(Beginning of THE DATA)

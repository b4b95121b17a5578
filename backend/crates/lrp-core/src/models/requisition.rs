//! A requisition document as read back from the store.

use crate::fields;

use chrono::{DateTime, Utc};
use serde::ser::{Serialize, SerializeMap, Serializer};
use serde_json::{Map, Value};

/// Document id plus its stored field map.
///
/// Serializes flat as `{ "id": ..., ...fields }`. The document id always
/// wins over a stored field that happens to be called `id`.
#[derive(Debug, Clone, PartialEq)]
pub struct Requisition {
    pub id: String,
    pub fields: Map<String, Value>,
}

impl Requisition {
    pub fn new(id: impl Into<String>, fields: Map<String, Value>) -> Self {
        Self {
            id: id.into(),
            fields,
        }
    }

    /// A stored field, if it holds a string.
    pub fn get_str(&self, name: &str) -> Option<&str> {
        self.fields.get(name).and_then(Value::as_str)
    }

    pub fn pending_action(&self) -> Option<&str> {
        self.get_str(fields::PENDING_ACTION)
    }

    /// Parsed `updatedAt`, if present and in RFC 3339 form.
    pub fn updated_at(&self) -> Option<DateTime<Utc>> {
        self.get_str(fields::UPDATED_AT)
            .and_then(|s| DateTime::parse_from_rfc3339(s).ok())
            .map(|dt| dt.with_timezone(&Utc))
    }
}

impl Serialize for Requisition {
    fn serialize<S: Serializer>(&self, serializer: S) -> Result<S::Ok, S::Error> {
        let extra = self.fields.keys().filter(|k| *k != fields::ID).count();
        let mut map = serializer.serialize_map(Some(extra + 1))?;
        map.serialize_entry(fields::ID, &self.id)?;
        for (key, value) in &self.fields {
            if key != fields::ID {
                map.serialize_entry(key, value)?;
            }
        }
        map.end()
    }
}
use crate::Result as StoreResult;

use lrp_core::{Requisition, RequisitionUpdate};

use async_trait::async_trait;

/// Access to the `requisitions` collection.
///
/// Implementations never create or delete documents. One call maps to one
/// round trip against the backing store.
#[async_trait]
pub trait RequisitionStore: Send + Sync {
    /// Overwrite the fields named by `update` on an existing document.
    ///
    /// Fields not carried by the update keep their stored values. Fails with
    /// [`StoreError::NotFound`](crate::StoreError::NotFound) when no document
    /// has the id.
    async fn apply_update(&self, update: &RequisitionUpdate) -> StoreResult<()>;

    /// Point read by document id.
    async fn get(&self, id: &str) -> StoreResult<Option<Requisition>>;

    /// Documents that carry an `updatedAt`, newest first, at most `limit`.
    async fn list_recent(&self, limit: usize) -> StoreResult<Vec<Requisition>>;

    /// Short backend label for logs and health output.
    fn backend_name(&self) -> &'static str;
}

(End of THE DATA)

▶ _TASK INSTRUCTIONS_: The answer consists of the line holding "use async_trait::async_trait;" and every line after it up to the end of the records, word for word.

▶ _OUTPUT OF THE EXERCISE_:
use async_trait::async_trait;

/// Access to the `requisitions` collection.
///
/// Implementations never create or delete documents. One call maps to one
/// round trip against the backing store.
#[async_trait]
pub trait RequisitionStore: Send + Sync {
    /// Overwrite the fields named by `update` on an existing document.
    ///
    /// Fields not carried by the update keep their stored values. Fails with
    /// [`StoreError::NotFound`](crate::StoreError::NotFound) when no document
    /// has the id.
    async fn apply_update(&self, update: &RequisitionUpdate) -> StoreResult<()>;

    /// Point read by document id.
    async fn get(&self, id: &str) -> StoreResult<Option<Requisition>>;

    /// Documents that carry an `updatedAt`, newest first, at most `limit`.
    async fn list_recent(&self, limit: usize) -> StoreResult<Vec<Requisition>>;

    /// Short backend label for logs and health output.
    fn backend_name(&self) -> &'static str;
}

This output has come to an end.